Real estate powerhouse Tony Thompson and the independent directors of a non-traded real estate investment trust are going head to head over why the dividend of the TNP Strategic Retail Trust was cut last month and what the management of the REIT is going to be moving forward.
As reported April 12 by Investment News, Thompson is known among independent broker/dealers for his role as a leading seller of tenant in common 1031 exchanges before the real estate crash of 2007-08.
Earlier this year, Thompson and the broker/dealer manager of the TNP Strategic Retail Trust, TNP Securities LLC, found themselves at the center of an investigation by the Financial Industry Regulatory Authority (FINRA) for failing to deliver documents in a FINRA inquiry.
In a letter to investors dated March 27, Thompson, who is chairman and co-chief executive of the TNP Strategic Retail Trust, said the three independent directors on the board, Jeffrey Rogers, Phillip Levin and John Maier, “voted to not pay [first] quarter 2013 dividends. I opposed this decision and was not part of the board meeting.”

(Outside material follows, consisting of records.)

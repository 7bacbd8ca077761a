//! Tag token extraction and classification.
//!
//! # Responsibility
//! - Extract typed tag tokens from raw note text.
//! - Provide the single category dispatch used everywhere in the engine.
//! - Detect leading journal dates in freshly typed text.
//!
//! # Invariants
//! - Extraction is pure; it never consults or mutates engine state.
//! - Malformed or partial tokens are simply not matched, never an error.
//! - Tokens are deduplicated by exact string, first-seen order preserved.

use crate::model::tag::TagCategory;
use chrono::NaiveDate;
use once_cell::sync::Lazy;
use regex::Regex;
use std::collections::HashSet;

pub mod priority;

/// Tokens are a sigil plus identifier characters. Delimited scan requires a
/// trailing separator so an in-progress token is not matched mid-keystroke.
static TAG_DELIMITED_RE: Lazy<Regex> =
    Lazy::new(|| Regex::new(r"([#@>+])([A-Za-z0-9_.\-]+)[ ,.;:]").expect("valid delimited tag regex"));
static TAG_IMMEDIATE_RE: Lazy<Regex> =
    Lazy::new(|| Regex::new(r"([#@>+])([A-Za-z0-9_.\-]+)").expect("valid immediate tag regex"));
static DATE_SHAPE_RE: Lazy<Regex> =
    Lazy::new(|| Regex::new(r"^\d{4}-\d{2}-\d{2}$").expect("valid date shape regex"));
static LEADING_DATE_RE: Lazy<Regex> =
    Lazy::new(|| Regex::new(r"^(\d{4}-\d{2}-\d{2})\b").expect("valid leading date regex"));

/// Extraction mode for [`extract`].
#[derive(Debug, Clone, Copy, PartialEq, Eq)]
pub enum TagScan {
    /// Requires a trailing space or `, . ; :` after the token. Used while
    /// scanning text that is still being typed.
    Delimited,
    /// Matches without a trailing delimiter. Used for saved note text so a
    /// tag at the very end of a note is always recognized.
    Immediate,
}

/// Extracts tag tokens from `text`, deduplicated in first-seen order.
pub fn extract(text: &str, scan: TagScan) -> Vec<String> {
    let pattern = match scan {
        TagScan::Delimited => &TAG_DELIMITED_RE,
        TagScan::Immediate => &TAG_IMMEDIATE_RE,
    };

    let mut seen = HashSet::new();
    let mut found = Vec::new();
    for caps in pattern.captures_iter(text) {
        let token = format!("{}{}", &caps[1], &caps[2]);
        if seen.insert(token.clone()) {
            found.push(token);
        }
    }
    found
}

/// Classifies one token into its category.
///
/// This is the only place in the engine that inspects sigils or date shapes;
/// every other layer goes through it.
pub fn classify(token: &str) -> TagCategory {
    if let Some(sigil) = token.chars().next() {
        if let Some(category) = TagCategory::from_sigil(sigil) {
            return category;
        }
    }
    if DATE_SHAPE_RE.is_match(token) && NaiveDate::parse_from_str(token, "%Y-%m-%d").is_ok() {
        return TagCategory::Journal;
    }
    TagCategory::Fulltext
}

/// Strips the category sigil, returning the identifier the remote service
/// expects in its URL paths. Journal and fulltext tokens pass through.
pub fn bare_name(token: &str) -> &str {
    match token.chars().next() {
        Some(sigil) if TagCategory::from_sigil(sigil).is_some() => &token[sigil.len_utf8()..],
        _ => token,
    }
}

/// Returns the journal date anchored at the very start of trimmed text.
///
/// A date appearing mid-text is not a leading date.
pub fn leading_date(text: &str) -> Option<NaiveDate> {
    let caps = LEADING_DATE_RE.captures(text.trim())?;
    NaiveDate::parse_from_str(&caps[1], "%Y-%m-%d").ok()
}

fn is_token_char(c: char) -> bool {
    c.is_ascii_alphanumeric() || c == '_' || c == '.' || c == '-'
}

/// Replaces whole-token occurrences of `old` with `new`.
///
/// An occurrence followed by another identifier character is a longer token
/// that merely shares the prefix and is left untouched, so renaming `#a`
/// never corrupts `#ab`.
pub fn replace_token(text: &str, old: &str, new: &str) -> String {
    if old.is_empty() {
        return text.to_string();
    }
    let mut result = String::with_capacity(text.len());
    let mut rest = text;
    while let Some(pos) = rest.find(old) {
        let after = &rest[pos + old.len()..];
        result.push_str(&rest[..pos]);
        if after.chars().next().map_or(true, |c| !is_token_char(c)) {
            result.push_str(new);
        } else {
            result.push_str(old);
        }
        rest = after;
    }
    result.push_str(rest);
    result
}

#[cfg(test)]
mod tests {
    use super::{bare_name, classify, extract, leading_date, TagScan};
    use crate::model::tag::TagCategory;

    #[test]
    fn delimited_scan_skips_token_still_being_typed() {
        let found = extract("call @alice about #errand", TagScan::Delimited);
        assert_eq!(found, vec!["@alice".to_string()]);
    }

    #[test]
    fn immediate_scan_matches_trailing_token() {
        let found = extract("call @alice about #errand", TagScan::Immediate);
        assert_eq!(found, vec!["@alice".to_string(), "#errand".to_string()]);
    }

    #[test]
    fn extraction_deduplicates_preserving_first_seen_order() {
        let found = extract("#b #a #b #a ", TagScan::Delimited);
        assert_eq!(found, vec!["#b".to_string(), "#a".to_string()]);
    }

    #[test]
    fn bare_sigil_without_identifier_is_not_a_token() {
        assert!(extract("# and @ and > and + ", TagScan::Delimited).is_empty());
    }

    #[test]
    fn classify_follows_the_sigil_table() {
        assert_eq!(classify("#proj"), TagCategory::Projects);
        assert_eq!(classify("@alice"), TagCategory::Persons);
        assert_eq!(classify(">standup"), TagCategory::Events);
        assert_eq!(classify("+idea"), TagCategory::Generic);
        assert_eq!(classify("2024-01-05"), TagCategory::Journal);
        assert_eq!(classify("milk"), TagCategory::Fulltext);
    }

    #[test]
    fn date_shaped_but_invalid_calendar_date_is_fulltext() {
        assert_eq!(classify("2024-13-99"), TagCategory::Fulltext);
    }

    #[test]
    fn bare_name_strips_sigil_for_sigiled_categories_only() {
        assert_eq!(bare_name("#proj"), "proj");
        assert_eq!(bare_name("@alice"), "alice");
        assert_eq!(bare_name("2024-01-05"), "2024-01-05");
        assert_eq!(bare_name("milk"), "milk");
    }

    #[test]
    fn replace_token_respects_token_boundaries() {
        use super::replace_token;
        assert_eq!(
            replace_token("work on #a and #ab today", "#a", "#x"),
            "work on #x and #ab today"
        );
        assert_eq!(replace_token("#a, then (#a)", "#a", "#xyz"), "#xyz, then (#xyz)");
        assert_eq!(replace_token("ends with #a", "#a", "#x"), "ends with #x");
    }

    #[test]
    fn leading_date_anchors_at_start_only() {
        assert!(leading_date("note about 2024-01-05 meeting").is_none());
        assert_eq!(
            leading_date("  2024-01-05 standup notes"),
            chrono::NaiveDate::from_ymd_opt(2024, 1, 5)
        );
    }
}
//! Materialized tag hierarchy.
//!
//! # Responsibility
//! - Build a navigable forest from the flat tag registry.
//! - Answer descendant-set queries for hierarchical query expansion.
//! - Bubble task notes up to their first visible ancestor.
//!
//! # Invariants
//! - The forest is a pure index over a tag snapshot; it is rebuilt wholesale
//!   after any tag mutation and never edited in place.
//! - Dangling parent links demote the child to a root instead of erroring.
//! - All traversals carry a visited guard so a cyclic snapshot (which the
//!   mutation boundary should have rejected) cannot hang the process.
//!
//! # See also
//! - [`crate::store`] for where tag snapshots come from.
//! - [`crate::query`] for descendant-expanded resolution.

use crate::model::note::{Note, NoteId};
use crate::model::tag::Tag;
use std::collections::{BTreeMap, BTreeSet, HashSet};

/// One tag with its attached children, keyed into [`TagForest::nodes`].
#[derive(Debug, Clone)]
pub struct ForestNode {
    pub tag: Tag,
    /// Child tag names in registry order.
    pub children: Vec<String>,
}

/// Index over one tag snapshot.
#[derive(Debug, Clone, Default)]
pub struct TagForest {
    nodes: BTreeMap<String, ForestNode>,
    roots: Vec<String>,
}

/// Task notes grouped under the visible tag they surface beneath.
#[derive(Debug, Clone, Default)]
pub struct TaskBubbling {
    /// Task note ids per visible ancestor tag, in note order.
    pub by_tag: BTreeMap<String, Vec<NoteId>>,
    /// Tasks whose tags are all unknown or fully hidden.
    pub unplaced: Vec<NoteId>,
}

impl TagForest {
    /// Builds the forest from a flat registry snapshot.
    ///
    /// A tag naming itself or an unknown tag as parent becomes a root.
    pub fn build(tags: &[Tag]) -> Self {
        let mut nodes: BTreeMap<String, ForestNode> = tags
            .iter()
            .map(|tag| {
                (
                    tag.name.clone(),
                    ForestNode {
                        tag: tag.clone(),
                        children: Vec::new(),
                    },
                )
            })
            .collect();

        let mut roots = Vec::new();
        for tag in tags {
            let attached = match tag.parent.as_deref() {
                Some(parent) if parent != tag.name && nodes.contains_key(parent) => {
                    if let Some(node) = nodes.get_mut(parent) {
                        node.children.push(tag.name.clone());
                    }
                    true
                }
                _ => false,
            };
            if !attached {
                roots.push(tag.name.clone());
            }
        }

        Self { nodes, roots }
    }

    /// Root tag names in registry order.
    pub fn roots(&self) -> &[String] {
        &self.roots
    }

    /// Looks up one node by full tag name.
    pub fn get(&self, name: &str) -> Option<&ForestNode> {
        self.nodes.get(name)
    }

    /// Returns whether the snapshot contains this tag.
    pub fn contains(&self, name: &str) -> bool {
        self.nodes.contains_key(name)
    }

    /// Number of tags in the snapshot.
    pub fn len(&self) -> usize {
        self.nodes.len()
    }

    /// Returns whether the snapshot is empty.
    pub fn is_empty(&self) -> bool {
        self.nodes.is_empty()
    }

    /// All strict descendants of `name`, sorted.
    pub fn descendants_of(&self, name: &str) -> BTreeSet<String> {
        let mut found = BTreeSet::new();
        let mut visited = HashSet::new();
        let mut stack: Vec<&str> = match self.nodes.get(name) {
            Some(node) => node.children.iter().map(String::as_str).collect(),
            None => return found,
        };

        while let Some(current) = stack.pop() {
            if !visited.insert(current.to_string()) {
                continue;
            }
            found.insert(current.to_string());
            if let Some(node) = self.nodes.get(current) {
                stack.extend(node.children.iter().map(String::as_str));
            }
        }
        found
    }

    /// Walks the parent chain up from `name` to the nearest treed tag.
    ///
    /// A treed tag is its own first visible ancestor. Returns `None` when the
    /// chain leaves the snapshot or no ancestor is treed.
    pub fn first_visible_ancestor(&self, name: &str) -> Option<String> {
        let mut visited = HashSet::new();
        let mut current = self.nodes.get(name)?;
        while !current.tag.treed {
            if !visited.insert(current.tag.name.clone()) {
                return None;
            }
            let parent = current.tag.parent.as_deref()?;
            current = self.nodes.get(parent)?;
        }
        Some(current.tag.name.clone())
    }

    /// Groups task notes under the visible tag each of their tags bubbles to.
    ///
    /// A task appears once per distinct visible ancestor; tasks with no
    /// placeable tag land in `unplaced`.
    pub fn bubble_tasks(&self, notes: &[Note]) -> TaskBubbling {
        let mut bubbling = TaskBubbling::default();
        for note in notes.iter().filter(|note| note.is_task()) {
            let mut placed_under = BTreeSet::new();
            for token in &note.tags {
                if let Some(anchor) = self.first_visible_ancestor(token) {
                    placed_under.insert(anchor);
                }
            }
            if placed_under.is_empty() {
                bubbling.unplaced.push(note.id);
            }
            for anchor in placed_under {
                bubbling.by_tag.entry(anchor).or_default().push(note.id);
            }
        }
        bubbling
    }
}

#[cfg(test)]
mod tests {
    use super::TagForest;
    use crate::model::tag::Tag;

    fn tag(name: &str, parent: Option<&str>, treed: bool) -> Tag {
        Tag {
            name: name.to_string(),
            parent: parent.map(str::to_string),
            treed,
            content: None,
        }
    }

    #[test]
    fn dangling_parent_demotes_child_to_root() {
        let forest = TagForest::build(&[tag("#a", Some("#missing"), true)]);
        assert_eq!(forest.roots(), ["#a".to_string()]);
    }

    #[test]
    fn self_parent_becomes_root() {
        let forest = TagForest::build(&[tag("#a", Some("#a"), true)]);
        assert_eq!(forest.roots(), ["#a".to_string()]);
        assert!(forest.descendants_of("#a").is_empty());
    }

    #[test]
    fn descendants_cover_the_whole_subtree() {
        let forest = TagForest::build(&[
            tag("#root", None, true),
            tag("#mid", Some("#root"), false),
            tag("#leaf", Some("#mid"), false),
            tag("#other", None, true),
        ]);
        let found = forest.descendants_of("#root");
        assert!(found.contains("#mid"));
        assert!(found.contains("#leaf"));
        assert!(!found.contains("#other"));
        assert!(!found.contains("#root"));
    }

    #[test]
    fn treed_tag_is_its_own_visible_ancestor() {
        let forest = TagForest::build(&[tag("#a", None, true)]);
        assert_eq!(forest.first_visible_ancestor("#a"), Some("#a".to_string()));
    }

    #[test]
    fn hidden_tag_bubbles_to_nearest_treed_ancestor() {
        let forest = TagForest::build(&[
            tag("#top", None, true),
            tag("#mid", Some("#top"), false),
            tag("#leaf", Some("#mid"), false),
        ]);
        assert_eq!(
            forest.first_visible_ancestor("#leaf"),
            Some("#top".to_string())
        );
    }

    #[test]
    fn fully_hidden_chain_has_no_visible_ancestor() {
        let forest = TagForest::build(&[tag("#a", None, false), tag("#b", Some("#a"), false)]);
        assert_eq!(forest.first_visible_ancestor("#b"), None);
    }
}
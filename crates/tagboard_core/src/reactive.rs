//! Subscription registry for render invalidation.
//!
//! # Responsibility
//! - Track which render sinks watch which state cell.
//! - Bump a revision counter and notify subscribers when a cell changes.
//!
//! # Invariants
//! - Subscriptions are declared up front and frozen by [`ReactiveStore::seal`];
//!   no sink appears or disappears mid-publish.
//! - A publish invokes each subscriber exactly once, in registration order.
//! - Revisions are monotonically increasing per cell and never reset.
//!
//! # See also
//! - [`crate::engine`] for the layer that publishes after every mutation.

use std::collections::BTreeMap;
use std::fmt::{Display, Formatter};

/// Coarse-grained slices of engine state that sinks can watch.
#[derive(Debug, Clone, Copy, PartialEq, Eq, PartialOrd, Ord)]
pub enum StateCell {
    Notes,
    Tags,
    Tasks,
    Views,
}

impl StateCell {
    pub const ALL: [StateCell; 4] = [
        StateCell::Notes,
        StateCell::Tags,
        StateCell::Tasks,
        StateCell::Views,
    ];

    pub fn as_str(self) -> &'static str {
        match self {
            StateCell::Notes => "notes",
            StateCell::Tags => "tags",
            StateCell::Tasks => "tasks",
            StateCell::Views => "views",
        }
    }
}

impl Display for StateCell {
    fn fmt(&self, f: &mut Formatter<'_>) -> std::fmt::Result {
        f.write_str(self.as_str())
    }
}

/// Receiver of invalidation callbacks.
pub trait RenderSink {
    /// Called once per publish of a cell this sink subscribed to.
    fn cell_updated(&mut self, cell: StateCell, revision: u64);
}

/// Errors from subscription management.
#[derive(Debug, Clone, PartialEq, Eq)]
pub enum ReactiveError {
    /// Sink ids are lowercase ascii letters, digits, `_` or `-`.
    InvalidSinkId(String),
    DuplicateSinkId(String),
    SinkNotFound(String),
    /// The sink already watches this cell.
    DuplicateSubscription { sink: String, cell: StateCell },
    /// The store is sealed; the subscription set is frozen.
    Sealed,
}

impl Display for ReactiveError {
    fn fmt(&self, f: &mut Formatter<'_>) -> std::fmt::Result {
        match self {
            ReactiveError::InvalidSinkId(id) => write!(f, "invalid sink id: {id}"),
            ReactiveError::DuplicateSinkId(id) => write!(f, "sink id already registered: {id}"),
            ReactiveError::SinkNotFound(id) => write!(f, "sink not registered: {id}"),
            ReactiveError::DuplicateSubscription { sink, cell } => {
                write!(f, "sink {sink} already subscribed to {cell}")
            }
            ReactiveError::Sealed => write!(f, "subscription set is sealed"),
        }
    }
}

impl std::error::Error for ReactiveError {}

fn is_valid_sink_id(id: &str) -> bool {
    !id.is_empty()
        && id
            .chars()
            .all(|c| c.is_ascii_lowercase() || c.is_ascii_digit() || c == '_' || c == '-')
}

/// Registry of render sinks and their per-cell subscriptions.
pub struct ReactiveStore {
    sinks: BTreeMap<String, Box<dyn RenderSink>>,
    subscriptions: BTreeMap<StateCell, Vec<String>>,
    revisions: BTreeMap<StateCell, u64>,
    sealed: bool,
}

impl Default for ReactiveStore {
    fn default() -> Self {
        Self::new()
    }
}

impl ReactiveStore {
    pub fn new() -> Self {
        Self {
            sinks: BTreeMap::new(),
            subscriptions: BTreeMap::new(),
            revisions: StateCell::ALL.iter().map(|cell| (*cell, 0)).collect(),
            sealed: false,
        }
    }

    /// Registers a sink under a unique id.
    pub fn register_sink(
        &mut self,
        id: &str,
        sink: Box<dyn RenderSink>,
    ) -> Result<(), ReactiveError> {
        if self.sealed {
            return Err(ReactiveError::Sealed);
        }
        if !is_valid_sink_id(id) {
            return Err(ReactiveError::InvalidSinkId(id.to_string()));
        }
        if self.sinks.contains_key(id) {
            return Err(ReactiveError::DuplicateSinkId(id.to_string()));
        }
        self.sinks.insert(id.to_string(), sink);
        Ok(())
    }

    /// Subscribes a registered sink to one cell.
    pub fn subscribe(&mut self, id: &str, cell: StateCell) -> Result<(), ReactiveError> {
        if self.sealed {
            return Err(ReactiveError::Sealed);
        }
        if !self.sinks.contains_key(id) {
            return Err(ReactiveError::SinkNotFound(id.to_string()));
        }
        let subscribers = self.subscriptions.entry(cell).or_default();
        if subscribers.iter().any(|existing| existing == id) {
            return Err(ReactiveError::DuplicateSubscription {
                sink: id.to_string(),
                cell,
            });
        }
        subscribers.push(id.to_string());
        Ok(())
    }

    /// Freezes the subscription set. Idempotent.
    pub fn seal(&mut self) {
        self.sealed = true;
    }

    pub fn is_sealed(&self) -> bool {
        self.sealed
    }

    /// Bumps the cell's revision and notifies its subscribers in
    /// registration order. Returns the new revision.
    pub fn publish(&mut self, cell: StateCell) -> u64 {
        let revision = self.revisions.entry(cell).or_insert(0);
        *revision += 1;
        let revision = *revision;

        let subscribers: Vec<String> = self
            .subscriptions
            .get(&cell)
            .map(|ids| ids.clone())
            .unwrap_or_default();
        for id in subscribers {
            if let Some(sink) = self.sinks.get_mut(&id) {
                sink.cell_updated(cell, revision);
            }
        }
        revision
    }

    pub fn revision(&self, cell: StateCell) -> u64 {
        self.revisions.get(&cell).copied().unwrap_or(0)
    }

    pub fn subscriber_count(&self, cell: StateCell) -> usize {
        self.subscriptions.get(&cell).map_or(0, Vec::len)
    }
}

#[cfg(test)]
mod tests {
    use super::{ReactiveError, ReactiveStore, RenderSink, StateCell};
    use std::cell::RefCell;
    use std::rc::Rc;

    struct CountingSink {
        calls: Rc<RefCell<Vec<(StateCell, u64)>>>,
    }

    impl RenderSink for CountingSink {
        fn cell_updated(&mut self, cell: StateCell, revision: u64) {
            self.calls.borrow_mut().push((cell, revision));
        }
    }

    fn counting_sink() -> (Box<CountingSink>, Rc<RefCell<Vec<(StateCell, u64)>>>) {
        let calls = Rc::new(RefCell::new(Vec::new()));
        (
            Box::new(CountingSink {
                calls: Rc::clone(&calls),
            }),
            calls,
        )
    }

    #[test]
    fn sink_id_validation_matches_the_naming_rule() {
        let mut store = ReactiveStore::new();
        let (sink, _) = counting_sink();
        assert_eq!(
            store.register_sink("Bad Id", sink),
            Err(ReactiveError::InvalidSinkId("Bad Id".to_string()))
        );
        let (sink, _) = counting_sink();
        assert!(store.register_sink("tag-tree_2", sink).is_ok());
    }

    #[test]
    fn duplicate_sink_id_is_rejected() {
        let mut store = ReactiveStore::new();
        let (first, _) = counting_sink();
        let (second, _) = counting_sink();
        store.register_sink("panel", first).unwrap();
        assert_eq!(
            store.register_sink("panel", second),
            Err(ReactiveError::DuplicateSinkId("panel".to_string()))
        );
    }

    #[test]
    fn duplicate_subscription_is_rejected() {
        let mut store = ReactiveStore::new();
        let (sink, _) = counting_sink();
        store.register_sink("panel", sink).unwrap();
        store.subscribe("panel", StateCell::Notes).unwrap();
        assert!(matches!(
            store.subscribe("panel", StateCell::Notes),
            Err(ReactiveError::DuplicateSubscription { .. })
        ));
    }

    #[test]
    fn sealed_store_rejects_new_subscriptions() {
        let mut store = ReactiveStore::new();
        let (sink, _) = counting_sink();
        store.register_sink("panel", sink).unwrap();
        store.seal();
        assert_eq!(
            store.subscribe("panel", StateCell::Notes),
            Err(ReactiveError::Sealed)
        );
        let (late, _) = counting_sink();
        assert_eq!(store.register_sink("late", late), Err(ReactiveError::Sealed));
    }

    #[test]
    fn publish_invokes_each_subscriber_exactly_once() {
        let mut store = ReactiveStore::new();
        let (sink, calls) = counting_sink();
        store.register_sink("panel", sink).unwrap();
        store.subscribe("panel", StateCell::Notes).unwrap();
        store.subscribe("panel", StateCell::Tags).unwrap();
        store.seal();

        let revision = store.publish(StateCell::Notes);
        assert_eq!(revision, 1);
        assert_eq!(calls.borrow().as_slice(), &[(StateCell::Notes, 1)]);
    }

    #[test]
    fn revisions_are_monotonic_per_cell() {
        let mut store = ReactiveStore::new();
        store.seal();
        assert_eq!(store.publish(StateCell::Views), 1);
        assert_eq!(store.publish(StateCell::Views), 2);
        assert_eq!(store.revision(StateCell::Views), 2);
        assert_eq!(store.revision(StateCell::Notes), 0);
    }

    #[test]
    fn unsubscribed_cell_publish_notifies_nobody() {
        let mut store = ReactiveStore::new();
        let (sink, calls) = counting_sink();
        store.register_sink("panel", sink).unwrap();
        store.subscribe("panel", StateCell::Notes).unwrap();
        store.seal();
        store.publish(StateCell::Tags);
        assert!(calls.borrow().is_empty());
    }
}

According to the Investment News article, Thompson stated in the letter – which was not filed with the Securities and Exchange Commission (SEC) – that the distribution cut was the result of the directors inflating expenses.
“I believe extraordinary expenses are one of the primary causes for the independent directors’ decision not to pay a current distribution,” Thompson wrote. “These expenses include attorney fees related to the independent directors’ ‘special committee’ activities, the special committee’s director fees, default interest” and other costs, including salaries of accountants.
The board has since filed a shareholder letter with the SEC refuting Thompson’s assessment and that his letter was riddled with errors, including the actual number of properties owned by the REIT.
The board also is trying to fire as the REIT’s manager another company controlled by Thompson, TNP Strategic Retail Advisers LLC, and find a new adviser.